Program

Friday, January 30

8:45 am

9:15 am

Breakfast and Registration

9:15 am

9:35 am

Welcome and Historical Interlude

This session examines the histories of the electric grid and the insurance industry through the lens of financial and technological innovation. From early experiments in business model design—risk pooling, declining marginal prices—to the modern era of internet-enabled risk intermediation, both electricity and actuarial infrastructures continue to evolve in real time. The discussion will also trace a recurring theme in technological revolutions: the waves of speculation and fraud that often accompany the birth of new financial and communications paradigms.

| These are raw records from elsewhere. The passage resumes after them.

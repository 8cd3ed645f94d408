//! Interruption handling: the caller talks over the assistant.
//!
//! Speech-start detection fires eagerly, so an interruption only counts when
//! the assistant has been audible for longer than
//! [`INTERRUPTION_MIN_SPEAKING_MS`] and the previous interruption is more than
//! [`INTERRUPTION_DEBOUNCE_MS`] old. Both comparisons are strict.

use super::caller::{CallerLink, CallerOutbound};
use crate::core::realtime::{ClientEvent, ModelLink};

/// Minimum assistant playback, in stream-clock ms, before it can be interrupted.
pub const INTERRUPTION_MIN_SPEAKING_MS: i64 = 500;

/// Minimum gap, in stream-clock ms, between two handled interruptions.
pub const INTERRUPTION_DEBOUNCE_MS: i64 = 1000;

/// Timing inputs and verdict of one interruption check.
#[derive(Debug, Clone, Copy, PartialEq, Eq)]
pub struct InterruptionTiming {
    pub speaking_ms: i64,
    pub since_last_ms: i64,
    pub interrupt: bool,
}

/// Evaluate the debounce rule for the given stream-clock timestamps.
pub fn evaluate(latest: u64, playback_start: u64, last_interruption: u64) -> InterruptionTiming {
    let speaking_ms = elapsed_ms(latest, playback_start);
    let since_last_ms = elapsed_ms(latest, last_interruption);
    InterruptionTiming {
        speaking_ms,
        since_last_ms,
        interrupt: speaking_ms > INTERRUPTION_MIN_SPEAKING_MS
            && since_last_ms > INTERRUPTION_DEBOUNCE_MS,
    }
}

/// Signed `later - earlier`, saturating at the `i64` bounds.
fn elapsed_ms(later: u64, earlier: u64) -> i64 {
    if later >= earlier {
        i64::try_from(later - earlier).unwrap_or(i64::MAX)
    } else {
        i64::try_from(earlier - later).map_or(i64::MIN, |d| -d)
    }
}

/// Commit buffered caller audio on the model and drop queued assistant audio
/// on the caller side.
///
/// Both sends are best-effort. A lost race with a closing connection is
/// logged and otherwise ignored.
pub async fn handle_interruption(model: &ModelLink, caller: &CallerLink, stream_sid: Option<&str>) {
    if let Err(e) = model.send(ClientEvent::InputAudioBufferCommit).await {
        tracing::debug!("Interruption commit not delivered: {}", e);
    }

    match stream_sid {
        Some(stream_sid) => {
            if let Err(e) = caller.send(CallerOutbound::clear(stream_sid)).await {
                tracing::debug!("Interruption clear not delivered: {}", e);
            }
        }
        None => tracing::debug!("No stream yet, skipping clear"),
    }

    tracing::info!("Interruption handled");
}

#[cfg(test)]
mod tests {
    use super::*;
    use crate::core::realtime::ModelCommand;

    #[test]
    fn test_boundaries_do_not_fire() {
        // speaking exactly 500
        assert!(!evaluate(10_500, 10_000, 0).interrupt);
        // since last exactly 1000
        assert!(!evaluate(5_000, 1_000, 4_000).interrupt);
    }

    #[test]
    fn test_fires_just_past_both_thresholds() {
        let timing = evaluate(5_001, 4_500, 4_000);
        assert_eq!(timing.speaking_ms, 501);
        assert_eq!(timing.since_last_ms, 1_001);
        assert!(timing.interrupt);
    }

    #[test]
    fn test_playback_started_after_latest_is_negative() {
        let timing = evaluate(100, 400, 0);
        assert_eq!(timing.speaking_ms, -300);
        assert!(!timing.interrupt);
    }

    #[test]
    fn test_extreme_timestamps_saturate() {
        assert_eq!(elapsed_ms(u64::MAX, 0), i64::MAX);
        assert_eq!(elapsed_ms(0, u64::MAX), i64::MIN);

        let timing = evaluate(u64::MAX, u64::MAX - 600, 0);
        assert_eq!(timing.speaking_ms, 600);
        assert_eq!(timing.since_last_ms, i64::MAX);
        assert!(timing.interrupt);

        assert!(!evaluate(0, u64::MAX, 0).interrupt);
    }

    #[tokio::test]
    async fn test_handle_interruption_sends_commit_and_clear() {
        let (model, mut model_rx) = ModelLink::channel(4);
        let (caller, mut caller_rx) = CallerLink::channel(4);

        handle_interruption(&model, &caller, Some("MZ1")).await;

        match model_rx.recv().await {
            Some(ModelCommand::Event(ClientEvent::InputAudioBufferCommit)) => {}
            other => panic!("expected commit, got {other:?}"),
        }
        match caller_rx.recv().await {
            Some(CallerOutbound::Clear { stream_sid }) => assert_eq!(stream_sid, "MZ1"),
            other => panic!("expected clear, got {other:?}"),
        }
    }

    #[tokio::test]
    async fn test_handle_interruption_swallows_closed_transports() {
        let (model, model_rx) = ModelLink::channel(4);
        let (caller, caller_rx) = CallerLink::channel(4);
        drop(model_rx);
        drop(caller_rx);

        handle_interruption(&model, &caller, Some("MZ1")).await;
        assert!(!model.is_open());
    }
}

Mike Maizels, Executive Director, DeCenter, Princeton University

Brendan Greeley, PhD Canidate, Princeton University Department of History

9:35 am

9:50 am

Beyond Power: Hidden Impacts of High-Performance Computing

This session explores the often-overlooked environmental and social externalities of high-performance computing—impacts like groundwater use and contamination, noise and vibration, e-waste, and air pollution from cooling systems and supporting infrastructure. The discussion will highlight how innovation in computing and data infrastructure must grapple with these constraints if it is to be sustainable, equitable, and resilient.

Smita Brunnermeier, Senior Lecturer of Economics and Public and International Affairs, Princeton School of Public and International Affairs

9:50 am

10:10 am

The New Load: Data Centers and the Future of the Grid

This session examines the unprecedented surge in electricity demand driven by large-scale data centers, AI infrastructure, and high-performance computing. After years of stagnant consumption, new loads are arriving just as aging generation assets retire and grid capacity tightens. Using Texas as a case study, the discussion will explore how regional market design, renewable integration, and investment incentives are being tested by this return of real, physical demand—and what it reveals about the future of energy systems in the age of digital abundance.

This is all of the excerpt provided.